The deal has opened up the Pandora’s box for the Indian economy. Experts have mixed views about the acquisition. India currently doesn’t have any rule for the e-commerce industry. Therefore, these multinationals are treading in unchartered territory which is fraught with innumerable, unseen and unheard complications. As seen in recent times e-commerce sites have been doling out unreasonable sale offers to customers at frenetic rates resulting in enormous cash burn for these e-tail companies. Flipkart has recently reported a loss of INR 24,000 crores. Moreover, such deals will create an uneven level playing field for large multinationals, result in predatory pricing and can also lead to loss of funding. The sellers will be the worst group to suffer as Walmart will have its Supply chain paraphernalia in place once the deal is finalized. Also, these sellers have been kept in the dark about the deal as of now, so they are jittery about the FlipMart bonhomie. The deal will also bring the taxmen to work as it might involve transactions where a foreign firm is acquiring an Indian company through an offshore transaction.

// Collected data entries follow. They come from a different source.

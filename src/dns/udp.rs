//! Plaintext DNS upstream
//!
//! Sends the lookup queries over UDP to the first server that answers.
//! Truncated replies are asked again over TCP to the same server.

use super::message::{build_query, collect_addresses, parse_name, parse_response, LOOKUP_TYPES};
use super::servers::first_reachable;
use super::tls::exchange_framed;
use super::Upstream;
use crate::config::ResolverConfig;
use crate::error::{ResolveError, UpstreamError};
use crate::helper::MAX_UDP_DNS_MESSAGE;
use async_trait::async_trait;
use std::io;
use std::net::{IpAddr, Ipv4Addr, Ipv6Addr, SocketAddr};
use std::time::Duration;
use tokio::net::{TcpStream, UdpSocket};
use tracing::debug;

/// Plaintext UDP DNS transport
#[derive(Debug, Clone)]
pub struct UdpUpstream {
    /// Servers tried in order
    servers: Vec<SocketAddr>,
    /// Per-query timeout
    timeout: Duration,
}

impl UdpUpstream {
    /// Create the upstream from resolver config
    pub fn new(config: &ResolverConfig) -> Self {
        UdpUpstream {
            servers: config.plain_servers.clone(),
            timeout: config.query_timeout,
        }
    }

    /// Send each query to one server and wait for the matching replies
    async fn exchange(
        &self,
        server: SocketAddr,
        queries: &[(u16, Vec<u8>)],
    ) -> io::Result<Vec<Vec<u8>>> {
        let local: SocketAddr = if server.is_ipv4() {
            (Ipv4Addr::UNSPECIFIED, 0).into()
        } else {
            (Ipv6Addr::UNSPECIFIED, 0).into()
        };
        let socket = UdpSocket::bind(local).await?;
        socket.connect(server).await?;

        let mut replies = Vec::with_capacity(queries.len());
        for (id, query) in queries {
            socket.send(query).await?;
            let reply = tokio::time::timeout(self.timeout, recv_matching(&socket, *id))
                .await
                .map_err(|_| io::Error::new(io::ErrorKind::TimedOut, "no reply"))??;
            replies.push(reply);
        }

        Ok(replies)
    }

    /// Repeat one query over TCP after a truncated UDP reply
    async fn exchange_tcp(
        &self,
        server: SocketAddr,
        query: &[u8],
    ) -> Result<Vec<u8>, ResolveError> {
        let attempt = async {
            let mut stream = TcpStream::connect(server).await?;
            exchange_framed(&mut stream, query).await
        };

        let reply = tokio::time::timeout(self.timeout, attempt)
            .await
            .map_err(|_| ResolveError::Timeout(server))??;
        Ok(reply)
    }
}

/// Receive datagrams until one carries the expected message id
async fn recv_matching(socket: &UdpSocket, id: u16) -> io::Result<Vec<u8>> {
    let mut buf = vec![0u8; MAX_UDP_DNS_MESSAGE];
    loop {
        let n = socket.recv(&mut buf).await?;
        if n >= 2 && u16::from_be_bytes([buf[0], buf[1]]) == id {
            buf.truncate(n);
            return Ok(buf);
        }
        debug!("Discarding stray DNS datagram ({} bytes)", n);
    }
}

#[async_trait]
impl Upstream for UdpUpstream {
    fn name(&self) -> &str {
        "plaintext dns"
    }

    async fn lookup(&self, host: &str) -> Result<Vec<IpAddr>, UpstreamError> {
        let name = parse_name(host)?;
        let queries = LOOKUP_TYPES
            .iter()
            .map(|rtype| build_query(&name, *rtype))
            .collect::<Result<Vec<_>, ResolveError>>()?;

        let (server, replies) = first_reachable(&self.servers, |addr| self.exchange(addr, &queries))
            .await
            .map_err(UpstreamError::Unreachable)?;

        debug!("Resolved {} via plaintext DNS server {}", host, server);

        let mut answers = Vec::new();
        for ((id, query), reply) in queries.iter().zip(replies.iter()) {
            let addrs = match parse_response(*id, reply) {
                Err(ResolveError::Truncated) => {
                    debug!("Truncated reply from {}, retrying over TCP", server);
                    let reply = self.exchange_tcp(server, query).await?;
                    parse_response(*id, &reply)?
                }
                result => result?,
            };
            answers.extend(addrs);
        }
        Ok(collect_addresses(host, answers)?)
    }
}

Although Flipkart’s cash burn is raging presently, the rating agency Moody has termed the acquisition ‘credit positive’. The growing Indian middle class, penetration of smartphones will be a cog in the wheel of the booming e-commerce industry in future. The online shopping divisions are currently hinged around fashion and electronics segments. New categories of food and groceries are still untapped segments. Walmart already has expertise in these segments, and Walmart is, therefore, drooling over the FlipMart deal. Its expertise will go a long way in creating a niche for this e-tail giant. The deal has also rung alarm bells for Paytm, handcrafted in India but financed by Chinese e-tail giant Alibaba. However, this will further increase the competition among the e-tail rivals, but customers will be the final benefactors.
Whatever be the consequences of this deal, if it’s a win-win situation for customers in India, Walmart will be welcomed with both hands. But, Indian customers are too wedded to discounts and sale offers. Therefore, their loyalty will be difficult to earn and even more difficult to retain when they are spoilt by ‘Big Billion Sale’ like offers. However, it remains to be seen how these businesses will remain profitable in case of these extreme discount offers. Currently, these e-tail giants control only 1-2% of the retail market in India. Therefore, they have to up their ante to compete with the brick and mortar stores in our locality. It will be anybody’s guess how they are going to tackle this skewed retail market distribution. Additionally, given the scope of omnichannel services and the expertise of these companies to seamlessly transition among these services, provide an edge to the e-commerce business. These companies are also investing hugely in Artificial Intelligence and machine learning. Their expertise in these will benefit the Indian market in a great way and will also expand their business by luring customers by recognizing their shopping activity. E-commerce is the future of retail in India and will bring extraordinary change in the Indian market. The coming years will see innumerable e-commerce innovations, simplified and exciting shopping experience for the customers.
“E-commerce sites have truly democratized our e-tail space; they have given us the power of “CHOICE”.